Start of SUPPLIED INFORMATION
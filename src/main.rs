// MEMD API - command-line client for the MEMD partner membership API
//
// Resolves configuration, sets up logging and dispatches one `member`
// subcommand per invocation. Results go to stdout, logs to stderr.

use anyhow::{Context, Result};
use clap::{Parser, Subcommand};
use std::path::{Path, PathBuf};
use tracing_appender::non_blocking::WorkerGuard;

use memd_client::commands::{self, CommandContext, MemberCommand};
use memd_client::config::{ConfigPaths, LogLevel, Mode};
use memd_client::workspace::Workspace;

/// Command-line client for the MEMD partner membership API
#[derive(Parser)]
#[command(name = "memd-api")]
#[command(about = "Manage MEMD primary members and their policies")]
#[command(version)]
struct Args {
    /// Log verbosity
    #[arg(short, long, value_enum, default_value = "warning", global = true)]
    log_level: LogLevel,

    /// Run mode; `test` keeps local copies of payloads and responses
    #[arg(short, long, value_enum, default_value = "prod", global = true)]
    mode: Mode,

    /// API configuration file (TOML, or JSON by extension)
    #[arg(long, global = true)]
    api_config: Option<PathBuf>,

    /// Working directory for payload files [default: ~/.memd_api]
    #[arg(long, global = true)]
    output_directory: Option<PathBuf>,

    #[command(subcommand)]
    command: Command,
}

#[derive(Subcommand)]
enum Command {
    /// Primary member operations
    #[command(subcommand)]
    Member(MemberCommand),
}

fn main() -> Result<()> {
    let args = Args::parse();

    let output_directory = match &args.output_directory {
        Some(dir) => dir.clone(),
        None => ConfigPaths::home_dir()?,
    };
    let workspace = Workspace::open(&output_directory)?;

    let _guard = init_logging(args.log_level, args.mode, workspace.root())?;
    tracing::debug!("Starting memd-api in {:?} mode", args.mode);

    let ctx = CommandContext::from_local_files(args.mode, args.api_config.as_deref(), workspace)?;

    let stdout = std::io::stdout();
    let mut out = stdout.lock();
    match args.command {
        Command::Member(command) => commands::member::run(&ctx, command, &mut out)?,
    }

    Ok(())
}

/// Initialize logging for the chosen level; test mode also logs to a file
fn init_logging(level: LogLevel, mode: Mode, output_directory: &Path) -> Result<Option<WorkerGuard>> {
    use tracing_subscriber::{fmt, layer::SubscriberExt, util::SubscriberInitExt, EnvFilter};

    let filter = EnvFilter::try_from_default_env()
        .unwrap_or_else(|_| format!("memd_client={0},memd_api={0}", level.as_filter()).into());
    let stderr_layer = fmt::layer().with_writer(std::io::stderr);

    let (file_layer, guard) = if mode == Mode::Test {
        let appender = tracing_appender::rolling::never(output_directory, "memd-api.log");
        let (writer, guard) = tracing_appender::non_blocking(appender);
        let layer = fmt::layer().with_ansi(false).with_writer(writer);
        (Some(layer), Some(guard))
    } else {
        (None, None)
    };

    tracing_subscriber::registry()
        .with(filter)
        .with(stderr_layer)
        .with(file_layer)
        .try_init()
        .context("Failed to initialize logging")?;

    Ok(guard)
}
End of SUPPLIED INFORMATION
PROBLEM REQUIREMENTS:
Reply with nothing except the number of lines in the records that include the word "LogLevel".

RESULT FOR THIS EXERCISE:
3